In the first chapter "Steel and Whalebone: Fashioning the Aristocratic Body" Steele provides an overview of corseting. An "essential element of fashionable dress for over 400 years," the corset nonetheless was oftentimes condemned, perceived by historians and some contemporary thinkers as an 'instrument of torture,' an accessory to the sexual exploitation of women.
Steele has studied her subject deeply and widely, and so can confidently object to simplistic rejections of the practice of corseting, its heir tight-lacing (no waist is ever small enough, in the views of the women who practiced this), and other attempts at female self-modification, asserting that, in fact, it "was a situated practice that meant different things to different [women] at different times," and that "the corset also had many positive connotations - of social status, self-discipline, artistry, respectability, beauty, youth, and erotic allure."
The history, economics, and sociology of the Renaissance corset are discussed, along with the corset's unmistakable relationship to the earlier armor of Rome and the middle ages. (The Madonna, wearing a snug laced-bodice dress, one breast bared for her son, was painted by Jean Fouquet in the fifteenth century.) Men were not immune to their own versions of the corset. "A polished and disciplined mode of self-presentation was important for members of the elite," with physical self-control uppermost, but in 1588 Michel de Montaigne wrote of female deaths by corseting, describing the ultimately fatal voluntary modifications of the body that could take (and did) place. Steele points out that corseting was often condemned by the medical establishment, but that there is much more to the story. The corset's role in the erotic lives of men and women is undeniable.

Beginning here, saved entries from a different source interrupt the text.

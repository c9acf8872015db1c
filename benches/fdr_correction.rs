//! FDR correction and masked codec benchmarks
//!
//! Line-level runs correct one p-value per masked voxel, so both paths scale
//! with the mask size (typically 10^5 to 10^7 voxels).
use criterion::{black_box, criterion_group, criterion_main, BenchmarkId, Criterion, Throughput};
use ndarray::Array3;
use phenostat::fdr::benjamini_hochberg;
use phenostat::masked::{flatten, rebuild, Mask};
use rand::{Rng, SeedableRng};
use rand::rngs::StdRng;

fn random_pvalues(n: usize) -> Vec<f32> {
    let mut rng = StdRng::seed_from_u64(42);
    (0..n).map(|_| rng.gen::<f32>()).collect()
}

fn bench_benjamini_hochberg(c: &mut Criterion) {
    let mut group = c.benchmark_group("benjamini_hochberg");
    for size in [10_000usize, 100_000, 1_000_000] {
        let pvalues = random_pvalues(size);
        group.throughput(Throughput::Elements(size as u64));
        group.bench_with_input(BenchmarkId::from_parameter(size), &pvalues, |b, p| {
            b.iter(|| benjamini_hochberg(black_box(p)))
        });
    }
    group.finish();
}

fn bench_flatten_rebuild(c: &mut Criterion) {
    let mut group = c.benchmark_group("masked_codec");
    for edge in [32usize, 64, 128] {
        let mut rng = StdRng::seed_from_u64(7);
        let volume = Array3::from_shape_fn((edge, edge, edge), |_| rng.gen::<f32>());
        // Roughly a sphere, like an embryo mask
        let centre = edge as f32 / 2.0;
        let mask = Mask::new(Array3::from_shape_fn((edge, edge, edge), |(x, y, z)| {
            let d = [x, y, z].iter().map(|&i| (i as f32 - centre).powi(2)).sum::<f32>();
            d.sqrt() < centre
        }));

        group.throughput(Throughput::Elements((edge * edge * edge) as u64));
        group.bench_with_input(BenchmarkId::new("flatten", edge), &volume, |b, v| {
            b.iter(|| flatten(black_box(v), &mask))
        });

        let flat = flatten(&volume, &mask).unwrap();
        group.bench_with_input(BenchmarkId::new("rebuild", edge), &flat, |b, f| {
            b.iter(|| rebuild(black_box(f), &mask, 0.0))
        });
    }
    group.finish();
}

criterion_group!(benches, bench_benjamini_hochberg, bench_flatten_rebuild);
criterion_main!(benches);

Steele explores the medical controversies that raged around corseting and tight-lacing, the considerable medical and feminist controversies of both the nineteenth and twentieth centuries, fashion history, theories of sexuality and politics, and their inevitable intersection. There is fitting and thrilling supporting evidence for a variety of ways to think about the corset, culled from literature, media, advertising, contemporary accounts, fashion history (Europe, the US, and Africa), studies in sexuality and psychology, along with examples of the corset in art (paintings of corseted women Manet, Degas, Seurat, Toulouse Lautrec are reproduced) The corset's historical and contemporary role in erotics, along with its use as fetish apparel (another area in which Steele is an expert) is thoroughly explored. Fashion photography of this century and Madonna, too. There is the eventual introduction of latex, the birth of the rubberized girdle of this century, and the ultimate demise all of these tight everyday things, except as openly sexualized accessories, curios, or ironic artifacts.
Finally, Steele discusses women's corseting of the past relative to contemporary ideals of female youthfulness and thinness, some women's enthusiasm for various aspects of self-discipline and alteration, "the hard body," along with dieting, exercise regimes that intend the sculpting of the female body, and elective surgical practices such as liposuction.
There are pages of endnotes, an amazing Bibliography, and a good index. Great book.